Purification of Somatostatin from Frog Brain: Coisolation with Retinal Somatostatin‐Like Immunoreactivity

Abstract

Somatostatin-like immunoreactivity (SLI) was purified from frog brain and retina, and the structure of the brain peptide was determined. Frog brain (101 g) and retinal (45 g) tissues were extracted with 3% acetic acid, yielding 9.6 and 0.44 nmol of SLI, respectively. SLI was further purified by chromatography on a somatostatin immunoaffinity column followed by sequential application to reverse-phase C-18 HPLC columns. The brain and retinal peptides, purified roughly 100,000-fold with net yields of 7.5 and 2.3%, respectively, appeared identical in the final steps of purification.
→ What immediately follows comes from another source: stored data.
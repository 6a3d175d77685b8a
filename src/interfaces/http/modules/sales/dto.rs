//! Sale and restock form DTOs
//!
//! Form fields arrive as raw strings and are parsed here, before anything
//! touches the database. A malformed or missing field short-circuits the
//! whole operation with a validation notice; the fields are optional at the
//! extractor level so an incomplete form follows the same notice-and-redirect
//! path as a non-numeric one instead of a bare 422.

use std::str::FromStr;

use serde::Deserialize;
use utoipa::ToSchema;

use crate::domain::{DomainError, RestockCommand, SaleCommand};

fn parse_field<T: FromStr>(field: &Option<String>, invalid: impl Fn() -> DomainError) -> Result<T, DomainError> {
    field
        .as_deref()
        .ok_or_else(&invalid)?
        .trim()
        .parse()
        .map_err(|_| invalid())
}

/// POST /process_sale form body.
#[derive(Debug, Default, Deserialize, ToSchema)]
pub struct SaleForm {
    pub pump_id: Option<String>,
    pub employee_id: Option<String>,
    pub liters_sold: Option<String>,
}

impl TryFrom<SaleForm> for SaleCommand {
    type Error = DomainError;

    fn try_from(form: SaleForm) -> Result<Self, Self::Error> {
        let invalid = || {
            DomainError::Validation(
                "Invalid input. Please enter valid numbers for IDs and Liters.".to_string(),
            )
        };
        Ok(SaleCommand {
            pump_id: parse_field(&form.pump_id, invalid)?,
            employee_id: parse_field(&form.employee_id, invalid)?,
            liters_sold: parse_field(&form.liters_sold, invalid)?,
        })
    }
}

/// POST /restock_tank form body.
#[derive(Debug, Default, Deserialize, ToSchema)]
pub struct RestockForm {
    pub tank_id: Option<String>,
    pub liters_added: Option<String>,
}

impl TryFrom<RestockForm> for RestockCommand {
    type Error = DomainError;

    fn try_from(form: RestockForm) -> Result<Self, Self::Error> {
        let invalid = || {
            DomainError::Validation(
                "Invalid input. Please enter valid numbers for Tank ID and Liters Added."
                    .to_string(),
            )
        };
        Ok(RestockCommand {
            tank_id: parse_field(&form.tank_id, invalid)?,
            liters_added: parse_field(&form.liters_added, invalid)?,
        })
    }
}

#[cfg(test)]
mod tests {
    use rust_decimal::Decimal;

    use super::*;

    #[test]
    fn parses_well_formed_sale() {
        let form = SaleForm {
            pump_id: Some("2".to_string()),
            employee_id: Some("7".to_string()),
            liters_sold: Some("12.5".to_string()),
        };
        let cmd = SaleCommand::try_from(form).unwrap();
        assert_eq!(cmd.pump_id, 2);
        assert_eq!(cmd.employee_id, 7);
        assert_eq!(cmd.liters_sold, Decimal::new(125, 1));
    }

    #[test]
    fn rejects_non_numeric_sale_fields() {
        let form = SaleForm {
            pump_id: Some("two".to_string()),
            employee_id: Some("7".to_string()),
            liters_sold: Some("12.5".to_string()),
        };
        assert!(matches!(
            SaleCommand::try_from(form),
            Err(DomainError::Validation(_))
        ));
    }

    #[test]
    fn rejects_missing_sale_field() {
        let form = SaleForm {
            pump_id: Some("2".to_string()),
            employee_id: Some("7".to_string()),
            liters_sold: None,
        };
        assert!(matches!(
            SaleCommand::try_from(form),
            Err(DomainError::Validation(_))
        ));
    }

    #[test]
    fn rejects_fractional_restock_liters() {
        // liters_added is an integer in the procedure signature
        let form = RestockForm {
            tank_id: Some("1".to_string()),
            liters_added: Some("400.5".to_string()),
        };
        assert!(matches!(
            RestockCommand::try_from(form),
            Err(DomainError::Validation(_))
        ));
    }

    #[test]
    fn rejects_empty_restock_form() {
        assert!(matches!(
            RestockCommand::try_from(RestockForm::default()),
            Err(DomainError::Validation(_))
        ));
    }

    #[test]
    fn parses_restock_with_surrounding_whitespace() {
        let form = RestockForm {
            tank_id: Some(" 3 ".to_string()),
            liters_added: Some(" 400 ".to_string()),
        };
        let cmd = RestockCommand::try_from(form).unwrap();
        assert_eq!(cmd.tank_id, 3);
        assert_eq!(cmd.liters_added, 400);
    }
}
use crate::batch::BatchOptions;
use crate::report::DEFAULT_TOP_N;
use colored::Colorize;
use std::path::PathBuf;
use std::time::Duration;

// -----------------------------------------------
// DEFAULTS
// -----------------------------------------------
pub const DEFAULT_MODE: &str = "batch";
pub const DEFAULT_PORT: u16 = 3001;
pub const DEFAULT_SYMBOLS_FILE: &str = "fno_stock_list.csv";
pub const DEFAULT_LOG_DIR: &str = "./logs";

/// Wall-clock budget applied when running under CI.
pub const CI_RUN_BUDGET_SECS: u64 = 750;

/// Notification channel credentials; both values are required.
#[derive(Debug, Clone, PartialEq)]
pub struct TelegramConfig {
    pub bot_token: String,
    pub chat_id: String,
}

impl TelegramConfig {
    /// Chat id safe for logs: `***` plus the last four characters.
    pub fn masked_chat_id(&self) -> String {
        let chars: Vec<char> = self.chat_id.chars().collect();
        if chars.len() <= 4 {
            self.chat_id.clone()
        } else {
            let tail: String = chars[chars.len() - 4..].iter().collect();
            format!("***{}", tail)
        }
    }
}

/// Application configuration, built once at startup.
#[derive(Debug, Clone)]
pub struct AppConfig {
    pub mode: String,
    pub port: u16,
    pub symbols_path: PathBuf,
    /// `None` disables the dated CSV export. Server mode only exports to an
    /// explicitly configured directory.
    pub output_dir: Option<PathBuf>,
    pub telegram: Option<TelegramConfig>,
    pub top_n: usize,
    pub request_delay: Duration,
    pub max_symbols: Option<usize>,
    pub run_budget: Option<Duration>,
    pub log_dir: PathBuf,
    pub ci: bool,
}

impl AppConfig {
    /// Create new configuration from environment variables
    pub fn from_env() -> Self {
        Self::from_lookup(|key| std::env::var(key).ok())
    }

    /// Build from an arbitrary variable source.
    pub fn from_lookup<F>(lookup: F) -> Self
    where
        F: Fn(&str) -> Option<String>,
    {
        let var = |key: &str| lookup(key).map(|v| v.trim().to_string()).filter(|v| !v.is_empty());
        let flag = |key: &str| var(key).is_some_and(|v| v == "1" || v.eq_ignore_ascii_case("true"));

        let ci = var("CI").is_some() || var("GITHUB_ACTIONS").is_some();
        let mode = var("NSE_MODE").unwrap_or_else(|| DEFAULT_MODE.to_string());

        // CI runs server mode as a batch, so it keeps the batch default
        let serving = mode == "server" && !ci;
        let output_dir = if flag("VERCEL") || flag("NSE_SKIP_EXPORT") {
            None
        } else {
            match var("NSE_OUTPUT_DIR") {
                Some(dir) => Some(PathBuf::from(dir)),
                None if serving => None,
                None => Some(PathBuf::from(".")),
            }
        };

        let telegram = match (var("TELEGRAM_BOT_TOKEN"), var("TELEGRAM_CHAT_ID")) {
            (Some(bot_token), Some(chat_id)) => Some(TelegramConfig { bot_token, chat_id }),
            _ => None,
        };

        let run_budget = var("NSE_RUN_BUDGET_SECS")
            .and_then(|v| v.parse::<u64>().ok())
            .or(ci.then_some(CI_RUN_BUDGET_SECS))
            .filter(|secs| *secs > 0)
            .map(Duration::from_secs);

        Self {
            mode,
            port: var("NSE_PORT")
                .and_then(|v| v.parse::<u16>().ok())
                .unwrap_or(DEFAULT_PORT),
            symbols_path: PathBuf::from(
                var("NSE_SYMBOLS_FILE").unwrap_or_else(|| DEFAULT_SYMBOLS_FILE.to_string()),
            ),
            output_dir,
            telegram,
            top_n: var("NSE_TOP_N")
                .and_then(|v| v.parse::<usize>().ok())
                .filter(|n| *n > 0)
                .unwrap_or(DEFAULT_TOP_N),
            request_delay: Duration::from_millis(
                var("NSE_REQUEST_DELAY_MS")
                    .and_then(|v| v.parse::<u64>().ok())
                    .unwrap_or(0),
            ),
            max_symbols: var("NSE_MAX_SYMBOLS").and_then(|v| v.parse::<usize>().ok()),
            run_budget,
            log_dir: PathBuf::from(var("NSE_LOG_DIR").unwrap_or_else(|| DEFAULT_LOG_DIR.to_string())),
            ci,
        }
    }

    pub fn batch_options(&self) -> BatchOptions {
        BatchOptions {
            request_delay: self.request_delay,
            max_symbols: self.max_symbols,
            budget: self.run_budget,
        }
    }

    /// Print configuration details to the console
    pub fn log_config(&self) {
        if self.ci {
            println!("{}", "Running in CI environment (GitHub Actions)".blue().bold());
        }
        println!("{} Mode: {}", "→".cyan(), self.mode.yellow());
        println!("{} Symbols: {}", "→".cyan(), self.symbols_path.display());
        match &self.telegram {
            Some(tg) => println!("{} Telegram: enabled (chat {})", "→".cyan(), tg.masked_chat_id()),
            None => println!("{} Telegram: disabled (missing bot token or chat ID)", "→".cyan()),
        }
        if let Some(budget) = self.run_budget {
            println!("{} Run budget: {}s", "⏱".yellow(), budget.as_secs());
        }
        println!();
    }
}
The amino acid sequence of brain SLI, as determined by a gas-phase automated Edman degradation technique, was as follows: Ala-Gly-(Cys)-Lys-Asn-Phe-Phe-Trp-Lys-Thr-Phe-Thr-Ser-(Cys). Our data indicate that despite structural variations in somatostatins of other lower vertebrates, the amino acid sequence of frog brain and, by deduction, retinal SLI is identical to that of somatostatin tetradecapeptide. These findings support the physiological relevance of studies directed at elucidating the neurotransmitter function of somatostatin using the well-established models of frog brain and retina.